Président : JOUBERT Stéfanie, Vice-Présidente

Greffier lors des débats : BERARD Béatrice,
r>Vu le rapport fait à l’audience

A l'issue de laquelle, les parties ont été avisées que le prononcé de la décision aurait lieu par mis...

TRIBUNAL JUDICIAIRE
DE MARSEILLE

PREMIERE CHAMBRE CIVILE

JUGEMENT N°24/ DU 28 Mai 2024

Enrôlement : N° RG 23/10789 - N° Portalis DBW3-W-B7H-4B35

AFFAIRE : Le Comptable public du Service des Impôts des Entreprises [Adresse 5] ( l’AARPI LOMBARD-SEMELAIGNE-DUPUY-DELCROIX)
C/ M. [D] [V] (Me Michel LABI)

DÉBATS : A l'audience Publique du 09 Avril 2024

COMPOSITION DU TRIBUNAL lors des débats et du délibéré :

Président : JOUBERT Stéfanie, Vice-Présidente

Greffier lors des débats : BERARD Béatrice,

Vu le rapport fait à l’audience

A l'issue de laquelle, les parties ont été avisées que le prononcé de la décision aurait lieu par mise à disposition au greffe le : 28 Mai 2024

Jugement signé par JOUBERT Stéfanie, Vice-Présidente et par BERARD Béatrice, à laquelle la minute de la décision a été remise par le magistrat signataire.

NATURE DU JUGEMENT

contradictoire et en premier ressort

NOM DES PARTIES

DEMANDERESSE

Le Comptable public du Service des Impôts des Entreprises (SIE) de [Adresse 5], qui élit domicile en ses bureaux sis [Adresse 1]

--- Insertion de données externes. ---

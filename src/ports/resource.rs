// SPDX-License-Identifier: MIT OR Apache-2.0

//! Resource trait definitions.
//!
//! A translator is bound to exactly one resource: an input it reads YAML text from,
//! or an output it writes YAML text to. Rust's `Read` and `Write` have no notion of
//! closing, so these ports add an explicit, fallible `close` that the translator calls
//! exactly once after its operation finishes.

use std::io::{self, Read, Write};

/// A resource that can be released.
///
/// # Examples
///
/// ```rust
/// use yaml_translator::ports::{InputSource, Release};
/// use std::io::{self, Read};
///
/// struct Stdin;
///
/// impl Read for Stdin {
///     fn read(&mut self, buf: &mut [u8]) -> io::Result<usize> {
///         io::stdin().read(buf)
///     }
/// }
///
/// impl Release for Stdin {
///     fn close(&mut self) -> io::Result<()> {
///         Ok(())
///     }
/// }
///
/// fn accepts(_input: impl InputSource) {}
/// accepts(Stdin);
/// ```
pub trait Release {
    /// Releases the underlying resource.
    ///
    /// The translator calls this exactly once, after its operation has finished,
    /// whether the operation succeeded or not. An error here is reported as a
    /// warning and does not change the outcome of the operation.
    fn close(&mut self) -> io::Result<()>;
}

/// A readable resource a translator can parse from.
///
/// Implemented for every type that is both `Read` and `Release`.
pub trait InputSource: Read + Release {}

impl<T: Read + Release> InputSource for T {}

/// A writable resource a translator can dump to.
///
/// Implemented for every type that is both `Write` and `Release`.
pub trait OutputSink: Write + Release {}

impl<T: Write + Release> OutputSink for T {}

représentée par Maître Eric SEMELAIGNE de l’AARPI LOMBARD-SEMELAIGNE-DUPUY-DELCROIX, avocats au barreau de MARSEILLE

C O N T R E

DEFENDEUR

Monsieur [D] [V]
né le 28 Février 1965 à [Localité 3] (ALGERIE)
de nationalité Algérienne, demeurant [Adresse 2]

représenté par Me Michel LABI, avocat au barreau de MARSEILLE

EXPOSE DU LITIGE

Par acte en date du 19 octobre 2023, le Comptable Public du Service des Impôts des Entreprises (SIE) de [Adresse 5], autorisé par ordonnance en date du 2 octobre 2023, a fait assigner à jour fixe [D] [V] devant le Président du Tribunal judiciaire de Marseille afin de le voir déclarer personnellement et solidairement responsable du paiement des impositions dues par la société SOCIETE [6] pour un montant de 104.057 euros et de le voir condamner à payer la somme de 104.057 euros, outre la somme de 10.000 euros au titre de l’article 700 du Code de procédure civile et aux dépens.

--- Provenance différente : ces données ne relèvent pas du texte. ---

// SPDX-License-Identifier: MIT OR Apache-2.0

//! The in-memory document model.
//!
//! A parsed document is a tree of [`Node`]s rooted at a [`Mapping`]. Mappings keep
//! their entries in encounter order; whether callers may rely on that order is a
//! property fixed for the whole document when it is parsed.

use indexmap::IndexMap;
use serde::ser::{Serialize, Serializer};
use std::fmt;

/// A YAML number as resolved by the grammar.
///
/// Integers are normalized so that non-negative values are always stored unsigned,
/// which keeps equality independent of how the value was produced. Two NaN floats
/// compare equal so that documents containing `.nan` survive a round trip.
///
/// # Examples
///
/// ```
/// use yaml_translator::domain::Number;
///
/// assert_eq!(Number::from(7i64), Number::from(7u64));
/// assert_eq!(Number::from(f64::INFINITY).to_string(), ".inf");
/// assert_eq!(Number::from(1.0).to_string(), "1.0");
/// ```
#[derive(Clone, Copy, Debug)]
pub struct Number {
    n: N,
}

#[derive(Clone, Copy, Debug)]
enum N {
    PosInt(u64),
    NegInt(i64),
    Float(f64),
}

impl Number {
    /// Returns the value as an `i64` if it is an integer that fits.
    pub fn as_i64(&self) -> Option<i64> {
        match self.n {
            N::PosInt(u) => i64::try_from(u).ok(),
            N::NegInt(i) => Some(i),
            N::Float(_) => None,
        }
    }

    /// Returns the value as a `u64` if it is a non-negative integer.
    pub fn as_u64(&self) -> Option<u64> {
        match self.n {
            N::PosInt(u) => Some(u),
            _ => None,
        }
    }

    /// Returns the value as an `f64`, converting integers.
    pub fn as_f64(&self) -> f64 {
        match self.n {
            N::PosInt(u) => u as f64,
            N::NegInt(i) => i as f64,
            N::Float(f) => f,
        }
    }

    /// Returns true if the number was written as a float.
    pub fn is_float(&self) -> bool {
        matches!(self.n, N::Float(_))
    }
}

impl PartialEq for Number {
    fn eq(&self, other: &Self) -> bool {
        match (self.n, other.n) {
            (N::PosInt(a), N::PosInt(b)) => a == b,
            (N::NegInt(a), N::NegInt(b)) => a == b,
            (N::Float(a), N::Float(b)) => a == b || (a.is_nan() && b.is_nan()),
            _ => false,
        }
    }
}

impl From<u64> for Number {
    fn from(u: u64) -> Self {
        Number { n: N::PosInt(u) }
    }
}

impl From<i64> for Number {
    fn from(i: i64) -> Self {
        if i < 0 {
            Number { n: N::NegInt(i) }
        } else {
            Number {
                n: N::PosInt(i as u64),
            }
        }
    }
}

impl From<i32> for Number {
    fn from(i: i32) -> Self {
        Number::from(i64::from(i))
    }
}

impl From<u32> for Number {
    fn from(u: u32) -> Self {
        Number::from(u64::from(u))
    }
}

impl From<f64> for Number {
    fn from(f: f64) -> Self {
        Number { n: N::Float(f) }
    }
}

impl fmt::Display for Number {
    fn fmt(&self, f: &mut fmt::Formatter<'_>) -> fmt::Result {
        match self.n {
            N::PosInt(u) => write!(f, "{}", u),
            N::NegInt(i) => write!(f, "{}", i),
            N::Float(x) if x.is_nan() => f.write_str(".nan"),
            N::Float(x) if x.is_infinite() => {
                f.write_str(if x.is_sign_negative() { "-.inf" } else { ".inf" })
            }
            // Debug always keeps a '.' or an exponent, so the text reads back as a float.
            N::Float(x) => write!(f, "{:?}", x),
        }
    }
}

impl Serialize for Number {
    fn serialize<S: Serializer>(&self, serializer: S) -> Result<S::Ok, S::Error> {
        match self.n {
            N::PosInt(u) => serializer.serialize_u64(u),
            N::NegInt(i) => serializer.serialize_i64(i),
            N::Float(f) => serializer.serialize_f64(f),
        }
    }
}

/// A leaf value.
#[derive(Clone, Debug, PartialEq)]
pub enum Scalar {
    /// `~`, `null`, or an empty value
    Null,
    /// `true` or `false`
    Bool(bool),
    /// An integer or float
    Number(Number),
    /// Any other text, including quoted forms of the above
    String(String),
}

impl Scalar {
    /// Returns the text a scalar stands for when it is used as a mapping key.
    ///
    /// Null has no key form and returns `None`.
    pub fn to_key(&self) -> Option<String> {
        match self {
            Scalar::Null => None,
            Scalar::Bool(b) => Some(b.to_string()),
            Scalar::Number(n) => Some(n.to_string()),
            Scalar::String(s) => Some(s.clone()),
        }
    }
}

impl Serialize for Scalar {
    fn serialize<S: Serializer>(&self, serializer: S) -> Result<S::Ok, S::Error> {
        match self {
            Scalar::Null => serializer.serialize_unit(),
            Scalar::Bool(b) => serializer.serialize_bool(*b),
            Scalar::Number(n) => n.serialize(serializer),
            Scalar::String(s) => serializer.serialize_str(s),
        }
    }
}

/// A node in the document tree.
///
/// # Examples
///
/// ```
/// use yaml_translator::domain::{Mapping, Node};
///
/// let mut server = Mapping::new();
/// server.insert("ListenPort", 7001i64);
/// server.insert("Enabled", true);
///
/// let node = Node::from(server);
/// let server = node.as_mapping().unwrap();
/// assert_eq!(server.get("ListenPort").and_then(Node::as_i64), Some(7001));
/// assert_eq!(server.get("Enabled").and_then(Node::as_bool), Some(true));
/// ```
#[derive(Clone, Debug, PartialEq)]
pub enum Node {
    /// A leaf value
    Scalar(Scalar),
    /// An ordered list of nodes
    Sequence(Vec<Node>),
    /// String-keyed entries
    Mapping(Mapping),
}

impl Node {
    /// Creates a null node.
    pub fn null() -> Self {
        Node::Scalar(Scalar::Null)
    }

    /// A short name for the kind of node, used in diagnostics.
    pub fn kind(&self) -> &'static str {
        match self {
            Node::Scalar(Scalar::Null) => "null",
            Node::Scalar(Scalar::Bool(_)) => "boolean",
            Node::Scalar(Scalar::Number(_)) => "number",
            Node::Scalar(Scalar::String(_)) => "string",
            Node::Sequence(_) => "sequence",
            Node::Mapping(_) => "mapping",
        }
    }

    /// Returns true for a null scalar.
    pub fn is_null(&self) -> bool {
        matches!(self, Node::Scalar(Scalar::Null))
    }

    /// Returns the boolean value of a boolean scalar.
    pub fn as_bool(&self) -> Option<bool> {
        match self {
            Node::Scalar(Scalar::Bool(b)) => Some(*b),
            _ => None,
        }
    }

    /// Returns the value of an integer scalar that fits in an `i64`.
    pub fn as_i64(&self) -> Option<i64> {
        match self {
            Node::Scalar(Scalar::Number(n)) => n.as_i64(),
            _ => None,
        }
    }

    /// Returns the value of an integer scalar that fits in a `u64`.
    pub fn as_u64(&self) -> Option<u64> {
        match self {
            Node::Scalar(Scalar::Number(n)) => n.as_u64(),
            _ => None,
        }
    }

    /// Returns the value of a numeric scalar as an `f64`.
    pub fn as_f64(&self) -> Option<f64> {
        match self {
            Node::Scalar(Scalar::Number(n)) => Some(n.as_f64()),
            _ => None,
        }
    }

    /// Returns the text of a string scalar.
    pub fn as_str(&self) -> Option<&str> {
        match self {
            Node::Scalar(Scalar::String(s)) => Some(s),
            _ => None,
        }
    }

    /// Returns the items of a sequence.
    pub fn as_sequence(&self) -> Option<&[Node]> {
        match self {
            Node::Sequence(items) => Some(items),
            _ => None,
        }
    }

    /// Returns the entries of a mapping.
    pub fn as_mapping(&self) -> Option<&Mapping> {
        match self {
            Node::Mapping(map) => Some(map),
            _ => None,
        }
    }

    /// Converts the node into a mapping, returning the node unchanged otherwise.
    pub fn into_mapping(self) -> std::result::Result<Mapping, Node> {
        match self {
            Node::Mapping(map) => Ok(map),
            other => Err(other),
        }
    }
}

impl From<Scalar> for Node {
    fn from(scalar: Scalar) -> Self {
        Node::Scalar(scalar)
    }
}

impl From<Number> for Node {
    fn from(n: Number) -> Self {
        Node::Scalar(Scalar::Number(n))
    }
}

impl From<bool> for Node {
    fn from(b: bool) -> Self {
        Node::Scalar(Scalar::Bool(b))
    }
}

impl From<i64> for Node {
    fn from(i: i64) -> Self {
        Node::from(Number::from(i))
    }
}

impl From<u64> for Node {
    fn from(u: u64) -> Self {
        Node::from(Number::from(u))
    }
}

impl From<f64> for Node {
    fn from(f: f64) -> Self {
        Node::from(Number::from(f))
    }
}

impl From<&str> for Node {
    fn from(s: &str) -> Self {
        Node::Scalar(Scalar::String(s.to_string()))
    }
}

impl From<String> for Node {
    fn from(s: String) -> Self {
        Node::Scalar(Scalar::String(s))
    }
}

impl From<Vec<Node>> for Node {
    fn from(items: Vec<Node>) -> Self {
        Node::Sequence(items)
    }
}

impl From<Mapping> for Node {
    fn from(map: Mapping) -> Self {
        Node::Mapping(map)
    }
}

impl Serialize for Node {
    fn serialize<S: Serializer>(&self, serializer: S) -> Result<S::Ok, S::Error> {
        match self {
            Node::Scalar(scalar) => scalar.serialize(serializer),
            Node::Sequence(items) => serializer.collect_seq(items),
            Node::Mapping(map) => map.serialize(serializer),
        }
    }
}

/// A collection of uniquely keyed entries.
///
/// Entries are always stored in insertion order. The `order_preserving` flag records
/// whether that order is meaningful: two mappings that both preserve order are equal
/// only if their entries match position by position, otherwise equality ignores
/// order. Mappings built by callers preserve order.
///
/// # Examples
///
/// ```
/// use yaml_translator::domain::Mapping;
///
/// let mut map = Mapping::new();
/// map.insert("b", 1i64);
/// map.insert("a", 2i64);
/// assert_eq!(map.keys().collect::<Vec<_>>(), vec!["b", "a"]);
/// ```
#[derive(Clone, Debug)]
pub struct Mapping {
    entries: IndexMap<String, Node>,
    order_preserving: bool,
}

impl Mapping {
    /// Creates an empty, order-preserving mapping.
    pub fn new() -> Self {
        Self::with_order_preserving(true)
    }

    /// Creates an empty mapping with the given ordering policy.
    pub fn with_order_preserving(order_preserving: bool) -> Self {
        Self {
            entries: IndexMap::new(),
            order_preserving,
        }
    }

    /// Returns true if callers may rely on the iteration order.
    pub fn preserves_order(&self) -> bool {
        self.order_preserving
    }

    /// Inserts an entry, returning the value it replaced.
    pub fn insert(&mut self, key: impl Into<String>, value: impl Into<Node>) -> Option<Node> {
        self.entries.insert(key.into(), value.into())
    }

    /// Returns the value for a key.
    pub fn get(&self, key: &str) -> Option<&Node> {
        self.entries.get(key)
    }

    /// Returns a mutable reference to the value for a key.
    pub fn get_mut(&mut self, key: &str) -> Option<&mut Node> {
        self.entries.get_mut(key)
    }

    /// Removes an entry, keeping the order of the remaining ones.
    pub fn remove(&mut self, key: &str) -> Option<Node> {
        self.entries.shift_remove(key)
    }

    /// Returns true if the key is present.
    pub fn contains_key(&self, key: &str) -> bool {
        self.entries.contains_key(key)
    }

    /// Returns the number of entries.
    pub fn len(&self) -> usize {
        self.entries.len()
    }

    /// Returns true if there are no entries.
    pub fn is_empty(&self) -> bool {
        self.entries.is_empty()
    }

    /// Iterates over the keys.
    pub fn keys(&self) -> impl Iterator<Item = &str> {
        self.entries.keys().map(String::as_str)
    }

    /// Iterates over the values.
    pub fn values(&self) -> impl Iterator<Item = &Node> {
        self.entries.values()
    }

    /// Iterates over the entries.
    pub fn iter(&self) -> indexmap::map::Iter<'_, String, Node> {
        self.entries.iter()
    }
}

impl Default for Mapping {
    fn default() -> Self {
        Self::new()
    }
}

impl PartialEq for Mapping {
    fn eq(&self, other: &Self) -> bool {
        if self.order_preserving && other.order_preserving {
            self.entries.len() == other.entries.len()
                && self.entries.iter().zip(other.entries.iter()).all(|(a, b)| a == b)
        } else {
            self.entries == other.entries
        }
    }
}

impl<K: Into<String>, V: Into<Node>> FromIterator<(K, V)> for Mapping {
    fn from_iter<I: IntoIterator<Item = (K, V)>>(iter: I) -> Self {
        let mut map = Mapping::new();
        for (key, value) in iter {
            map.insert(key, value);
        }
        map
    }
}

impl<'a> IntoIterator for &'a Mapping {
    type Item = (&'a String, &'a Node);
    type IntoIter = indexmap::map::Iter<'a, String, Node>;

    fn into_iter(self) -> Self::IntoIter {
        self.entries.iter()
    }
}

impl IntoIterator for Mapping {
    type Item = (String, Node);
    type IntoIter = indexmap::map::IntoIter<String, Node>;

    fn into_iter(self) -> Self::IntoIter {
        self.entries.into_iter()
    }
}

impl Serialize for Mapping {
    fn serialize<S: Serializer>(&self, serializer: S) -> Result<S::Ok, S::Error> {
        serializer.collect_map(&self.entries)
    }
}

Dans ses dernières conclusions notifiées par voie électronique le 19 mars 2024, auxquelles il y a lieu de se référer pour plus ample exposé des moyens, il demande au Tribunal de :
In limine litis
- juger que le Tribunal judiciaire de Marseille est incompétent, seul le Tribunal administratif de Marseille étant compétent pour connaître des demandes relatives à la prescription de l’action en recouvrement du comptable public,
En toute hypothèse
- rejeter les demandes de [D] [V],
En conséquence ;
- déclarer [D] [V] personnellement et solidairement responsable du paiement des impositions dues par la société SOCIETE [6] pour un montant de 104.057 euros,
- condamner Monsieur [D] [V] à payer au comptable public la somme de 104.057 euros,
- le condamner à lui payer la somme de 10.000 € au titre de l’article 700 du code de procédure civile,
- le condamner aux dépens.

Il fait valoir que [D] [V] a commis, en sa qualité de gérant de la société SOCIETE [6], des manquements graves et répétés à ses obligations fiscales et comptables compte tenu de l’ampleur du montant de TVA non acquitté et de la répétition des manquements ; qu’en effet, la société SOCIETE [6] est débitrice à l’égard du Comptable Public du Service des Impôts des Entreprises (SIE) de [Adresse 5] de la somme de de 104.057,00 euros, constituée du non-paiement de la taxe sur la valeur ajoutée et de la défaillance déclarative chronique de la société en matière de TVA au titre des exercices 2017, 2018 et 2019 aboutissants à de multiples taxations d’office; que le 3 mai 2022, la société a fait l’objet d’une radiation d’office du registre du commerce et des sociétés de Marseille, suite à une cessation d’activité; que Monsieur [V] a volontairement omis de reverser la TVA collectée sur plusieurs mois consécutifs pour se procurer des revenus occultes et s’est abstenu de payer la CFE.
Il soutient que seul le Tribunal administratif est compétent pour statuer sur la prescription de l’action en recouvrement du comptable public, et qu’en tout état de cause, Monsieur [V] n’a pas respecté la procédure d’opposition suite à la réception des mises en demeure de payer.
Il ajoute que si effectivement les actes de recouvrement de la dette fiscale sont restés infructueux durant dix années, Monsieur [V] a effectué plusieurs paiements spontanés pour un montant total de 20.412 € entre 2011 et 2023 et s’est engagé à solder sa dette à plusieurs reprises, et dès lors, il ne peut être reproché au comptable d’avoir tardé à mettre en cause la responsabilité du gérant.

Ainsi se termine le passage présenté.